I'm sorry if I gave the impression that I'm trying to nitpick
adherence to a standard. There was some discussion about it in the
comments in the link I provided, and it looks like there are different
interpretations, but that's not what I'm interested in.
What I'm addressing here is specifically the comment in the source and
the assumptions it is making, which I have found confusing in practice
because I bumped into the encoding issues.
Reading that comment, I expect to be able get a token and construct a
URL with it, and get a nice URL with no percent goo in it. I don't
expect URL safe strings to be encoded by standard API, neither in the
browser or server-side.
>> It is used for the scheme "https:". encodeURIComponent(":") returns "%3A".
>
> The usefulness of that function seems questionable to me.

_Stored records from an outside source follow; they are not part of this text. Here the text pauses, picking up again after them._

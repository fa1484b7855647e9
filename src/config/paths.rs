//! Cross-platform application paths using the `dirs` crate.
//!
//! Layout (config dir holds both files):
//!
//!   Windows: %APPDATA%\write-right\
//!   macOS:   ~/Library/Application Support/write-right/
//!   Linux:   ~/.config/write-right/

use std::path::{Path, PathBuf};

/// Holds all resolved application directory/file paths.
#[derive(Debug, Clone)]
pub struct AppPaths {
    /// Directory for `settings.toml` and the credential record.
    pub config_dir: PathBuf,
    /// Full path to `settings.toml`.
    pub settings_file: PathBuf,
    /// Full path to `writeRight-config.json` (the persisted API key).
    pub credential_file: PathBuf,
}

impl AppPaths {
    const APP_NAME: &'static str = "write-right";

    /// Resolves all paths using the `dirs` crate.
    ///
    /// Falls back to the current directory if the platform cannot provide a
    /// standard path.
    pub fn new() -> Self {
        let config_dir = dirs::config_dir()
            .unwrap_or_else(|| PathBuf::from("."))
            .join(Self::APP_NAME);
        Self::rooted_at(&config_dir)
    }

    /// Lay the files out under an explicit directory (tests, portable installs).
    pub fn rooted_at(config_dir: &Path) -> Self {
        Self {
            config_dir: config_dir.to_path_buf(),
            settings_file: config_dir.join("settings.toml"),
            credential_file: config_dir.join("writeRight-config.json"),
        }
    }
}

impl Default for AppPaths {
    fn default() -> Self {
        Self::new()
    }
}

#[cfg(test)]
mod tests {
    use super::*;

    #[test]
    fn paths_are_non_empty() {
        let paths = AppPaths::new();
        assert!(paths.config_dir.to_str().is_some_and(|s| !s.is_empty()));
        assert!(paths
            .settings_file
            .file_name()
            .is_some_and(|n| n == "settings.toml"));
        assert!(paths
            .credential_file
            .file_name()
            .is_some_and(|n| n == "writeRight-config.json"));
    }

    #[test]
    fn rooted_paths_share_the_directory() {
        let paths = AppPaths::rooted_at(Path::new("/tmp/wr"));
        assert_eq!(paths.settings_file.parent(), Some(Path::new("/tmp/wr")));
        assert_eq!(paths.credential_file.parent(), Some(Path::new("/tmp/wr")));
    }
}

Could you elaborate why? What other function would you use client-side
to make sure that you generate a valid query string given a set of
parameters?
Python does the same, by the way:
$ python3
>>> import urllib.parse
>>> urllib.parse.quote(":")
'%3A'
>>> urllib.parse.urlencode({ ':foo': ':bar' })
'%3Afoo=%3Abar'
It looks like urllib is more eager when it comes to escaping, * is
also escaped by default. . isn't. So it would probably have been
better if the signing code had picked . as default separator.